Читаем без скачивания Ловцы человеков - Владимир Крупин
Шрифт:
Интервал:
Закладка:
- До чего же хорошо, - сказал я вслух. - Правда, березки? За что ж вас так обидели, обозвали карликовыми? Вы настоящие, только вам тут трудно. - Я наломал с березки крохотный букетик, придумал, что это веничек для кукольной баньки.

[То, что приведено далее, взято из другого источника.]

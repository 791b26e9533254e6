//! Copyright © 2025-2026 Wenze Wei. All Rights Reserved.
//!
//! This file is part of Piper.
//! The Piper project belongs to the Dunimd Team.
//!
//! Licensed under the Apache License, Version 2.0 (the "License");
//! You may not use this file except in compliance with the License.
//! You may obtain a copy of the License at
//!
//!     http://www.apache.org/licenses/LICENSE-2.0
//!
//! Unless required by applicable law or agreed to in writing, software
//! distributed under the License is distributed on an "AS IS" BASIS,
//! WITHOUT WARRANTIES OR CONDITIONS OF ANY KIND, either express or implied.
//! See the License for the specific language governing permissions and
//! limitations under the License.

//! Instance-level tests: the dual sync/async surface, snapshots, and
//! concurrent sharing.

use std::collections::HashMap;
use std::sync::Arc;

use piper::{
    unary_fn, Piper, PiperError, PiperFunction, PiperLookupSource, PiperMapSource, PiperRecord,
    PiperValue,
};

const SCRIPT: &str = "enrich(id, score)\n\
                      | project rank = score * 2 + 1, bad = 1 / (score - score)\n\
                      | lookup name from users on id\n\
                      ;";

fn lookups() -> HashMap<String, Arc<dyn PiperLookupSource>> {
    let users = PiperMapSource::new()
        .with("1", PiperRecord::new().with("name", "John"))
        .with("4", PiperRecord::new().with("name", "Jill"));
    let mut map: HashMap<String, Arc<dyn PiperLookupSource>> = HashMap::new();
    map.insert("users".to_string(), Arc::new(users));
    map
}

fn functions() -> HashMap<String, Arc<dyn PiperFunction>> {
    HashMap::new()
}

fn batch() -> Vec<PiperRecord> {
    vec![
        PiperRecord::new().with("id", 1i64).with("score", 10i64),
        PiperRecord::new().with("id", 2i64).with("score", 20i64),
        PiperRecord::new().with("id", 4i64).with("score", 30i64),
    ]
}

#[tokio::test]
async fn sync_and_async_results_are_identical() {
    let piper = Piper::new(SCRIPT, lookups(), functions()).unwrap();
    let sync_result = {
        let piper = Piper::new(SCRIPT, lookups(), functions()).unwrap();
        tokio::task::spawn_blocking(move || piper.process("enrich", batch()).unwrap())
            .await
            .unwrap()
    };
    let async_result = piper.process_async("enrich", batch()).await.unwrap();
    assert_eq!(sync_result, async_result);
    // Both carry the expected diagnostics, one per surviving row.
    assert_eq!(async_result.rows.len(), 2);
    assert_eq!(async_result.errors.len(), 2);
}

#[test]
fn repeated_calls_are_independent() {
    let piper = Piper::new(SCRIPT, lookups(), functions()).unwrap();
    let first = piper.process("enrich", batch()).unwrap();
    let second = piper.process("enrich", batch()).unwrap();
    assert_eq!(first, second);
}

#[test]
fn snapshot_restores_to_equivalent_instance() {
    let piper = Piper::new(SCRIPT, lookups(), functions()).unwrap();
    let bytes = piper.snapshot().unwrap();

    let restored = Piper::restore(&bytes, lookups(), functions()).unwrap();
    assert_eq!(piper.pipelines(), restored.pipelines());
    assert_eq!(
        piper.process("enrich", batch()).unwrap(),
        restored.process("enrich", batch()).unwrap()
    );
}

#[test]
fn restore_validates_like_new() {
    let piper = Piper::new(SCRIPT, lookups(), functions()).unwrap();
    let bytes = piper.snapshot().unwrap();

    // The script references the users source; restoring without it fails.
    let err = Piper::restore(&bytes, HashMap::new(), functions()).unwrap_err();
    assert!(matches!(err, PiperError::LookupSourceNotFound(name) if name == "users"));

    let err = Piper::restore(b"not a snapshot", lookups(), functions()).unwrap_err();
    assert!(matches!(err, PiperError::InvalidJson(_)));
}

#[test]
fn snapshot_survives_user_function_scripts() {
    let mut funcs = functions();
    funcs.insert("inc".to_string(), Arc::new(unary_fn(|v: i64| v + 42)));
    let piper = Piper::new(
        "p(x)\n| project y = inc(x)\n;",
        HashMap::new(),
        funcs,
    )
    .unwrap();
    let bytes = piper.snapshot().unwrap();

    // Functions are live handles; a snapshot restores only with them
    // re-supplied.
    let err = Piper::restore(&bytes, HashMap::new(), functions()).unwrap_err();
    assert!(matches!(err, PiperError::UnknownFunction(name) if name == "inc"));

    let mut funcs = functions();
    funcs.insert("inc".to_string(), Arc::new(unary_fn(|v: i64| v + 42)));
    let restored = Piper::restore(&bytes, HashMap::new(), funcs).unwrap();
    let result = restored.process("p", PiperRecord::new().with("x", 0i64)).unwrap();
    assert_eq!(result.rows[0].get("y"), Some(&PiperValue::Int(42)));
}

#[tokio::test]
async fn one_instance_serves_concurrent_tasks() {
    let piper = Arc::new(Piper::new(SCRIPT, lookups(), functions()).unwrap());
    let expected = piper.process_async("enrich", batch()).await.unwrap();

    let mut handles = Vec::new();
    for _ in 0..16 {
        let piper = Arc::clone(&piper);
        handles.push(tokio::spawn(async move {
            piper.process_async("enrich", batch()).await.unwrap()
        }));
    }
    for handle in handles {
        assert_eq!(handle.await.unwrap(), expected);
    }
}

#[test]
fn instance_is_send_and_sync() {
    fn assert_shareable<T: Send + Sync>() {}
    assert_shareable::<Piper>();
}

#[test]
fn debug_lists_pipelines() {
    let piper = Piper::new(SCRIPT, lookups(), functions()).unwrap();
    assert_eq!(format!("{piper:?}"), "Piper { pipelines: [\"enrich\"] }");
}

Тишина была полная. Даже услышал слабый шум от взмахов крыльев пролетающих уток. Три. Летели в сторону реки. То есть в сторону Юры. Я напрягся, ожидая выстрела. Нет, миновали утки Юрину зенитку. Снова как рано утром, встала радуга. По начинавшемуся закату я сообразил, где север, где юг. Радуга родилась и выросла на востоке. Тучи посветлели, поредели и вознеслись. Времени три пополудни. А кажется, вечность здесь. Будто давным-давно был вертолет, рев мотора, выброс на болотные кочки, а всего три часа дня. Нет, тут хватило бы недели, чтобы голова проветрилась от московской закрутки. А у костра еще быстрее проветривается. Надо только Стаса вытащить, спасать его надо, ведь заколеет.
Вернулся к реке, пробрался мимо того места, где рыбачил, по направлению, в котором ушел Стас. И вскоре его увидел. Он бросал и бросал блесну. Бросал на диво, я бы сказал, по-олимпийски. И видел только рыбалку. Поворачивался в разные стороны. Я не смел его окликать. Вот он повернулся в мою сторону. Сейчас заметит. Нет, бесполезно. Даже, думаю, если б подошел к нему медведь, которым стращал Юра, Стас бы и его не заметил.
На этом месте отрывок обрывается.